▶ TASK GOAL
From the entries that follow, copy each line in which "Serialize" appears.

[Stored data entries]
★ ★ ★

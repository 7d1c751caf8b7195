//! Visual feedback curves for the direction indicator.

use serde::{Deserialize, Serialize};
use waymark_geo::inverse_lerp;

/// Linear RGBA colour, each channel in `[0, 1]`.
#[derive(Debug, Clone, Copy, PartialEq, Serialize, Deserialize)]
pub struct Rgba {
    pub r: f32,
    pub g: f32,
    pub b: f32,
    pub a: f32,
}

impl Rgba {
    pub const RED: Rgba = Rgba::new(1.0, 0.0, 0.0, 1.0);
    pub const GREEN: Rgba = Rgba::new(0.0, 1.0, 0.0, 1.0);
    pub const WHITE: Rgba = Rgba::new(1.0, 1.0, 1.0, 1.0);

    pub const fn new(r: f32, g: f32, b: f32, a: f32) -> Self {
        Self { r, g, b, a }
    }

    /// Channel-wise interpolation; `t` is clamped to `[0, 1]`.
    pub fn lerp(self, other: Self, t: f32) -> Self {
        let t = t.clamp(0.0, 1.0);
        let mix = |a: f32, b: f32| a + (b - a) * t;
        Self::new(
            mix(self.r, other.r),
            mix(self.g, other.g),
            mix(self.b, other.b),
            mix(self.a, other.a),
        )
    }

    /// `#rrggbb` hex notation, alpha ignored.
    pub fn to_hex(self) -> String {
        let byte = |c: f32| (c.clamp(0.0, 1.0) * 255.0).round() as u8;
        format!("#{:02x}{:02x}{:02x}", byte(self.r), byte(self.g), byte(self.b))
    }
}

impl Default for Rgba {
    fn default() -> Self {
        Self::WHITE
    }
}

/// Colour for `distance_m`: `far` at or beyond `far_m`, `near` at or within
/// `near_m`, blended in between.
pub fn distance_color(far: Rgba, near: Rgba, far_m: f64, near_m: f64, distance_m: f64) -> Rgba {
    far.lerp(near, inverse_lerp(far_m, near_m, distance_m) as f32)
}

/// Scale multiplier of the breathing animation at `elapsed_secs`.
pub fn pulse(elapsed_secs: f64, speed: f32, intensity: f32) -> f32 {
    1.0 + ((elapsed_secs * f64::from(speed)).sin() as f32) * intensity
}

★ ★ ★

▶ SOLVED PROBLEM
use serde::{Deserialize, Serialize};
#[derive(Debug, Clone, Copy, PartialEq, Serialize, Deserialize)]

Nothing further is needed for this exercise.